Description of the task | Whenever a line of the material contains the string "decorate", it should be copied.

Material provided |
//! Query-time display fields.
//!
//! [`decorate`] turns a stored record into what the search endpoint returns.
//! Applying it to its own output changes nothing: every derived field is
//! written under a key its extractor reads back first.

use serde_json::{Map, Value};

use crate::extract::hours::HOURS_DETAIL_KEY;
use crate::extract::{night_label, night_source_text, read_closed, read_depts, read_hours, read_tel, read_url, Row};
use crate::tables::Category;

pub fn decorate(record: Map<String, Value>, category: Category) -> Map<String, Value> {
    let mut row = Row::new(record);

    let hours = read_hours(&row);
    let night = night_label(&night_source_text(&row, &hours));
    let tel = read_tel(&row);
    let url = read_url(&row);
    let closed = read_closed(&row);
    let departments = read_depts(&row);

    // The structured pivot moves aside so `hours` can hold the display string.
    if let Some(detail @ Value::Object(_)) = row.value("hours").cloned() {
        if !row.contains(HOURS_DETAIL_KEY) {
            row.insert(HOURS_DETAIL_KEY, detail);
        }
    }
    row.insert("hours", Value::String(hours));
    row.insert("tel", Value::String(tel));
    row.insert("url", Value::String(url));
    row.insert("closed", Value::String(closed));
    row.insert("nightLabel", Value::String(night));
    if !departments.is_empty() {
        row.insert(
            "departments",
            Value::Array(departments.into_iter().map(Value::String).collect()),
        );
    }
    row.insert("kind", Value::String(category.slug().to_string()));
    if row.get("kindLabel").is_none() {
        row.insert("kindLabel", Value::String(category.label().to_string()));
    }
    row.into_map()
}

Answer section |
//! [`decorate`] turns a stored record into what the search endpoint returns.
pub fn decorate(record: Map<String, Value>, category: Category) -> Map<String, Value> {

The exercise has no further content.